→ EXERCISE AIM:
Where the records hold the string "expected", show the whole line it sits on.
____________________
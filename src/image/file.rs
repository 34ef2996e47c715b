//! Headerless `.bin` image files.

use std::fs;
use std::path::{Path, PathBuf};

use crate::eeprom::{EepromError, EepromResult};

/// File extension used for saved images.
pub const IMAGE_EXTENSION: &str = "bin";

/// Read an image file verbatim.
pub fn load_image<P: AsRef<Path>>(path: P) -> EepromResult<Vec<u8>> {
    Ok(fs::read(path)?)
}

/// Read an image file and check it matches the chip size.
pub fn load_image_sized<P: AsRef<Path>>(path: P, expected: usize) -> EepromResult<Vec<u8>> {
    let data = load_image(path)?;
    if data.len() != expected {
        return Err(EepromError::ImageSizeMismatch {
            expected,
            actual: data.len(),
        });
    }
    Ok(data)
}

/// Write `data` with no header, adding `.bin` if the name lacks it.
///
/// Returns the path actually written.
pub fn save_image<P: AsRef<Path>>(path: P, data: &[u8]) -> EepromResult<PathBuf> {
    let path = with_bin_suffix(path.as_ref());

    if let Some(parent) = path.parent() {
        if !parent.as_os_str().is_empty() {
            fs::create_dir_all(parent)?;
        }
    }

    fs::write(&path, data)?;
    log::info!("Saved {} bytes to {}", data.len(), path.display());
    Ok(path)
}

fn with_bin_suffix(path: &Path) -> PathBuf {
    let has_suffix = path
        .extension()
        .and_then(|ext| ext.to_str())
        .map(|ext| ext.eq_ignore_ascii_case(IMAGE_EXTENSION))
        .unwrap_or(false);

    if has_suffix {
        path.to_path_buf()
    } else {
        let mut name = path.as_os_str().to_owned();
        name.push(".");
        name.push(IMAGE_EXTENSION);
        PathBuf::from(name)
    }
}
____________________
→ ANSWER FOR THIS EXERCISE:
pub fn load_image_sized<P: AsRef<Path>>(path: P, expected: usize) -> EepromResult<Vec<u8>> {
    if data.len() != expected {
            expected,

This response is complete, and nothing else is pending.